Just months after announcing a funding round which included Mexico’s Dila Capital, Ecuadorian digital payments startup Kushki announced in May that it has expanded to Mexico. The digital payments platform aims to connect all of Latin America’s businesses to make it easier to conduct transactions and get paid in local currencies.
And TodoVa, a Chilean delivery startup led by Carla Rodríguez, announced that it was acquired by Peruvian delivery startup Chazki. The acquisition, which reportedly involved no cash changing hands, places Ms. Rodríguez as the country manager for Chazki in Chile, paving the Peruvians’ way into the country whose food service sector was projected to grow by 4.7% from 2016-2021.
Coronavirus-related startup developments
Delivery drivers across Latin America for companies like Rappi, UberEats, Didi Food and Glovo took to the streets to protest on May 29, according to a report from Alejandro González Ormerad in Contxto. Gig economy workers have been fighting for better pay and benefits around the world practically since the inception of companies like Uber and DoorDash, but as Mr. González writes, this particular protest was set against the backdrop of COVID-19, and the extra risks these delivery workers are taking to service massive populations under lockdown.
According to Mr. González, delivery drivers in Latin America are demanding a set minimum wage; sufficient protective gear; pension and healthcare provisions; an end to sudden firings by the companies; and more consistent terms and conditions for workers. On June 15, Seattle became the first US city to mandate that third party food delivery services pay their employees a $2.50 premium per delivery, a cost they also mandated could not be passed on to customers.
In Mexico, BioBot Analytics, a startup that analyzes urine and fecal matter in wastewater, has been collaborating with governments free of charge to analyze COVID-19 infection levels via the sewer system. Contxto reported that at the end of April, the company raised US$4.2 million to further their efforts. The news comes as Mexico has surpassed 18,000 COVID-19 deaths and authorities are sounding the alarm that the country’s high rate of diabetes — a common comorbidity of coronavirus — could lead to more fatalities. Speaking to Forbes at the end of May, Casey Means, MD, a Stanford-trained physician and startup founder, said that 43% of COVID-19 deaths in the country had pre-existing diabetes, and lifestyle changes such as diet and exercise should be key components to help populations better fight disease going forward.
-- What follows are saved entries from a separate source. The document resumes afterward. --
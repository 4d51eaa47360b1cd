//! ActorEntity implementation for the Order domain type.

use super::PipelineError;
use crate::model::{Order, OrderCreate, OrderId, OrderStatusUpdate};
use actor_framework::ActorEntity;
use async_trait::async_trait;

#[async_trait]
impl ActorEntity for Order {
    type Id = OrderId;
    type Create = OrderCreate;
    type Update = OrderStatusUpdate;
    type Action = (); // No custom actions; the pipeline drives orders through commands
    type ActionResult = Order;
    type Context = ();
    type Error = PipelineError;

    fn assign_id(seq: u32, _params: &OrderCreate) -> OrderId {
        OrderId(seq)
    }

    fn from_create_params(id: OrderId, params: OrderCreate) -> Result<Self, Self::Error> {
        Ok(Self::new(id, params))
    }

    /// An external override. Queue membership is untouched; the
    /// drain loop skips queued orders that are already terminal.
    async fn on_update(&mut self, update: OrderStatusUpdate, _ctx: &()) -> Result<(), Self::Error> {
        self.set_status(update.status, update.error);
        Ok(())
    }

    async fn handle_action(&mut self, _action: (), _ctx: &()) -> Result<Order, Self::Error> {
        Ok(self.clone())
    }
}
//! Routing a request to a service instance.

use super::GatewayError;
use crate::clients::RegistryClient;
use crate::model::{InstanceId, ServiceRole};
use std::time::Duration;
use tracing::{debug, warn};

/// A request's hold on one instance of a role.
///
/// Acquiring selects an instance and records the request on it, which nudges its load
/// up. The holder must finish with [`release`](Self::release) or
/// [`fail`](Self::fail); both schedule the load decrease on the registry instead of
/// waiting for it.
#[must_use = "a lease must be released or failed"]
pub struct InstanceLease {
    registry: RegistryClient,
    id: InstanceId,
    release_after: Duration,
}

impl InstanceLease {
    /// Selects a live instance of `role`. Fails with [`GatewayError::Unavailable`]
    /// when every instance of the role is down.
    pub async fn acquire(
        registry: &RegistryClient,
        role: ServiceRole,
        release_after: Duration,
    ) -> Result<Self, GatewayError> {
        let instance = registry.select(role).await?;
        registry.record_request(instance.id).await?;
        debug!(id = %instance.id, load = instance.load, "Lease acquired");
        Ok(Self {
            registry: registry.clone(),
            id: instance.id,
            release_after,
        })
    }

    pub fn instance_id(&self) -> InstanceId {
        self.id
    }

    /// Ends the request normally.
    pub async fn release(self) {
        if let Err(e) = self
            .registry
            .release_load_after(self.id, self.release_after)
            .await
        {
            warn!(id = %self.id, error = %e, "Failed to schedule load release");
        }
    }

    /// Ends the request as a failure: records an error on the instance, then releases.
    pub async fn fail(self) {
        if let Err(e) = self.registry.record_error(self.id).await {
            warn!(id = %self.id, error = %e, "Failed to record error");
        }
        self.release().await;
    }
}
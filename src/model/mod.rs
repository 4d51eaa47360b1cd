//! # Domain Model
//!
//! Plain data types shared by the actors, clients and the request layer. Each entity
//! type also implements [`ActorEntity`](actor_framework::ActorEntity) in its actor
//! module.

pub mod order;
pub mod product;
pub mod service;

pub use order::*;
pub use product::*;
pub use service::*;

/// Errors from parsing the textual form of an identifier.
#[derive(Debug, Clone, PartialEq, thiserror::Error)]
pub enum ParseIdError {
    #[error("malformed identifier: {0}")]
    Malformed(String),
    #[error("unknown service role: {0}")]
    UnknownRole(String),
}
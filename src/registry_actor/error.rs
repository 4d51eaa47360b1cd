//! Error types for the Registry actor.

use crate::model::ServiceRole;
use actor_framework::FrameworkError;
use thiserror::Error;

/// Errors that can occur during registry operations.
#[derive(Debug, Clone, Error, PartialEq)]
pub enum RegistryError {
    /// No instance with this id is registered.
    #[error("Service not found: {0}")]
    NotFound(String),

    /// Every instance of the role is down.
    #[error("{0} service unavailable")]
    Unavailable(ServiceRole),

    /// An error occurred while communicating with the actor system.
    #[error("Actor communication error: {0}")]
    ActorCommunicationError(String),
}

impl From<FrameworkError> for RegistryError {
    fn from(e: FrameworkError) -> Self {
        match e {
            FrameworkError::NotFound(id) => RegistryError::NotFound(id),
            other => other
                .into_entity_error::<RegistryError>()
                .unwrap_or_else(|e| RegistryError::ActorCommunicationError(e.to_string())),
        }
    }
}
//! TLS over TCP.
//!
//! Certificates and keys are read from PEM files. The rustls `ring` provider
//! is selected explicitly so no process-wide default has to be installed.

use crate::tcp::TcpAcceptor;
use crate::transport::{Acceptor, BoxedDuplex, TransportError, TransportResult};
use async_trait::async_trait;
use rustls::pki_types::{CertificateDer, PrivateKeyDer};
use std::net::SocketAddr;
use std::path::Path;
use std::sync::Arc;
use std::time::Duration;
use tokio::net::TcpStream;
use tracing::debug;

/// Default bound on the TLS handshake of one connection
pub const DEFAULT_HANDSHAKE_TIMEOUT: Duration = Duration::from_secs(10);

/// TLS listener wrapping a [`TcpAcceptor`]
pub struct TlsAcceptor {
    inner: TcpAcceptor,
    tls: tokio_rustls::TlsAcceptor,
    handshake_timeout: Duration,
}

impl TlsAcceptor {
    /// Load `cert_path` (certificate chain) and `key_path` (private key)
    ///
    /// # Errors
    /// Returns [`TransportError::Io`] if a file cannot be read and
    /// [`TransportError::InvalidConfig`] / [`TransportError::Tls`] if the PEM
    /// contents are unusable.
    pub fn from_files(inner: TcpAcceptor, cert_path: &Path, key_path: &Path) -> TransportResult<Self> {
        let cert_pem = std::fs::read(cert_path)?;
        let key_pem = std::fs::read(key_path)?;
        Self::from_pem(inner, &cert_pem, &key_pem)
    }

    /// Build from in-memory PEM data
    ///
    /// # Errors
    /// Returns [`TransportError::InvalidConfig`] if no certificate or key is
    /// found and [`TransportError::Tls`] if rustls rejects them.
    pub fn from_pem(inner: TcpAcceptor, cert_pem: &[u8], key_pem: &[u8]) -> TransportResult<Self> {
        let certs = load_certs(cert_pem)?;
        let key = load_key(key_pem)?;
        let config = server_config(certs, key)?;
        Ok(Self {
            inner,
            tls: tokio_rustls::TlsAcceptor::from(config),
            handshake_timeout: DEFAULT_HANDSHAKE_TIMEOUT,
        })
    }

    /// Override the per-connection handshake bound
    #[must_use]
    pub fn with_handshake_timeout(mut self, timeout: Duration) -> Self {
        self.handshake_timeout = timeout;
        self
    }
}

fn load_certs(pem: &[u8]) -> TransportResult<Vec<CertificateDer<'static>>> {
    let certs = rustls_pemfile::certs(&mut &pem[..]).collect::<Result<Vec<_>, _>>()?;
    if certs.is_empty() {
        return Err(TransportError::InvalidConfig("no certificate in PEM".into()));
    }
    Ok(certs)
}

fn load_key(pem: &[u8]) -> TransportResult<PrivateKeyDer<'static>> {
    rustls_pemfile::private_key(&mut &pem[..])?
        .ok_or_else(|| TransportError::InvalidConfig("no private key in PEM".into()))
}

fn server_config(
    certs: Vec<CertificateDer<'static>>,
    key: PrivateKeyDer<'static>,
) -> TransportResult<Arc<rustls::ServerConfig>> {
    let provider = Arc::new(rustls::crypto::ring::default_provider());
    let config = rustls::ServerConfig::builder_with_provider(provider)
        .with_safe_default_protocol_versions()
        .map_err(|e| TransportError::Tls(e.to_string()))?
        .with_no_client_auth()
        .with_single_cert(certs, key)
        .map_err(|e| TransportError::Tls(e.to_string()))?;
    Ok(Arc::new(config))
}

#[async_trait]
impl Acceptor for TlsAcceptor {
    async fn accept(&self) -> TransportResult<(TcpStream, SocketAddr)> {
        self.inner.accept().await
    }

    async fn upgrade(&self, stream: TcpStream) -> TransportResult<BoxedDuplex> {
        let peer = stream.peer_addr().ok();
        let tls = tokio::time::timeout(self.handshake_timeout, self.tls.accept(stream))
            .await
            .map_err(|_| TransportError::Tls("handshake timed out".into()))?
            .map_err(|e| TransportError::Tls(e.to_string()))?;
        debug!("TLS handshake complete with {:?}", peer);
        Ok(Box::new(tls))
    }

    fn local_addr(&self) -> TransportResult<SocketAddr> {
        self.inner.local_addr()
    }

    fn scheme(&self) -> &'static str {
        "tls"
    }
}

#[cfg(test)]
mod tests {
    use super::*;
    use crate::TransportConfig;
    use std::io::Write;

    fn acceptor() -> TcpAcceptor {
        TcpAcceptor::bind("127.0.0.1:0".parse().unwrap(), &TransportConfig::default()).unwrap()
    }

    #[tokio::test]
    async fn test_empty_pem_rejected() {
        let result = TlsAcceptor::from_pem(acceptor(), b"", b"");
        assert!(matches!(result, Err(TransportError::InvalidConfig(_))));
    }

    #[tokio::test]
    async fn test_missing_file_is_io_error() {
        let dir = tempfile::tempdir().unwrap();
        let result = TlsAcceptor::from_files(
            acceptor(),
            &dir.path().join("cert.pem"),
            &dir.path().join("key.pem"),
        );
        assert!(matches!(result, Err(TransportError::Io(_))));
    }

    #[tokio::test]
    async fn test_garbage_pem_rejected() {
        let mut cert = tempfile::NamedTempFile::new().unwrap();
        cert.write_all(b"not a certificate").unwrap();
        let mut key = tempfile::NamedTempFile::new().unwrap();
        key.write_all(b"not a key").unwrap();

        let result = TlsAcceptor::from_files(acceptor(), cert.path(), key.path());
        assert!(matches!(result, Err(TransportError::InvalidConfig(_))));
    }
}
Vitta, a telemedicine startup from Sao Paulo, Brazil, began an initiative to encourage mass COVID-19 testing in the country. According to Angelica Mari of Forbes, the company teamed up with startup unicorns Rappi and Loggi, as well as medical centers and shopping mall chains, to build a system where Brazilians can order a test online and get it administered through a drive-through location at a shopping mall. The companies will reportedly donate one test to the public for every test purchased.
Finally, Colombian background check startup Truora adapted its technology to help the country’s fourth largest city Barranquilla track essential employees as the city heads back to work, according to the city’s Mayor’s Office. The company donated technology that will allow city authorities such as police officers and transit officials to quickly identify individuals that have permission to travel to and from work during lockdown.
The Mayor’s Office said it expected 93,000 businesses to declare biosafety protocols and register their employees with authorities in an effort to get back to work in the coming months.
While the region still grapples with the economic fallout of the novel coronavirus, there were some bright spots in the world of tech in Latin America in May.